(Dataset entries)
========================================
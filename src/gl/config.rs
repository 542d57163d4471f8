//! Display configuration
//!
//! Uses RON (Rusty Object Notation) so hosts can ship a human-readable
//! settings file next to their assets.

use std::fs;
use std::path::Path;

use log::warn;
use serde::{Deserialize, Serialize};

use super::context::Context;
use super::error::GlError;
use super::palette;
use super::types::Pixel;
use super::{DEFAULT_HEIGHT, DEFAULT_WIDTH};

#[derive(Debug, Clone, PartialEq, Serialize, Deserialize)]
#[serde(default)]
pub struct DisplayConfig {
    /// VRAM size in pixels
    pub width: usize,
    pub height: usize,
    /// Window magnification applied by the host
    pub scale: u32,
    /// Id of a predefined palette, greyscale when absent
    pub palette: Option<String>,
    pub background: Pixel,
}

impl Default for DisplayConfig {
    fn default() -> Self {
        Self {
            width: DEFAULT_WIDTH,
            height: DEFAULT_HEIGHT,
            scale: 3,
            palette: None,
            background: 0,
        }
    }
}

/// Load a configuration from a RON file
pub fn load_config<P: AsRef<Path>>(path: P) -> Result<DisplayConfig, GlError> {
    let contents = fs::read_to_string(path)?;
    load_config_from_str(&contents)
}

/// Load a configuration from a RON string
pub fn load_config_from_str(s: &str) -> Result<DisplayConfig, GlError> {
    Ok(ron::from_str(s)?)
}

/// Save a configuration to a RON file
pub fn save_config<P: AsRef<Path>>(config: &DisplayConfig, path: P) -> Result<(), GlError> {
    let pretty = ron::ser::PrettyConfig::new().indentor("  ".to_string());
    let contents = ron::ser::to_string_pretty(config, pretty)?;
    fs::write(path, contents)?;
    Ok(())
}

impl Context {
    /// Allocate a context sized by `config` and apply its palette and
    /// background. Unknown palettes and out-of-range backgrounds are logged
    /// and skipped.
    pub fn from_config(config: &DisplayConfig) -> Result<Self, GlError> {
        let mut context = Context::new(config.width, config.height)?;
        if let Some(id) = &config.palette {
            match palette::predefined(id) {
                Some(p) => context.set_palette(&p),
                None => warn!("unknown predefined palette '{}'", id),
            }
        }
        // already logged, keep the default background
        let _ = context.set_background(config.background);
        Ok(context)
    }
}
========================================
Please copy every line of the data that carries the string "Deserialize".

use serde::{Deserialize, Serialize};
#[derive(Debug, Clone, PartialEq, Serialize, Deserialize)]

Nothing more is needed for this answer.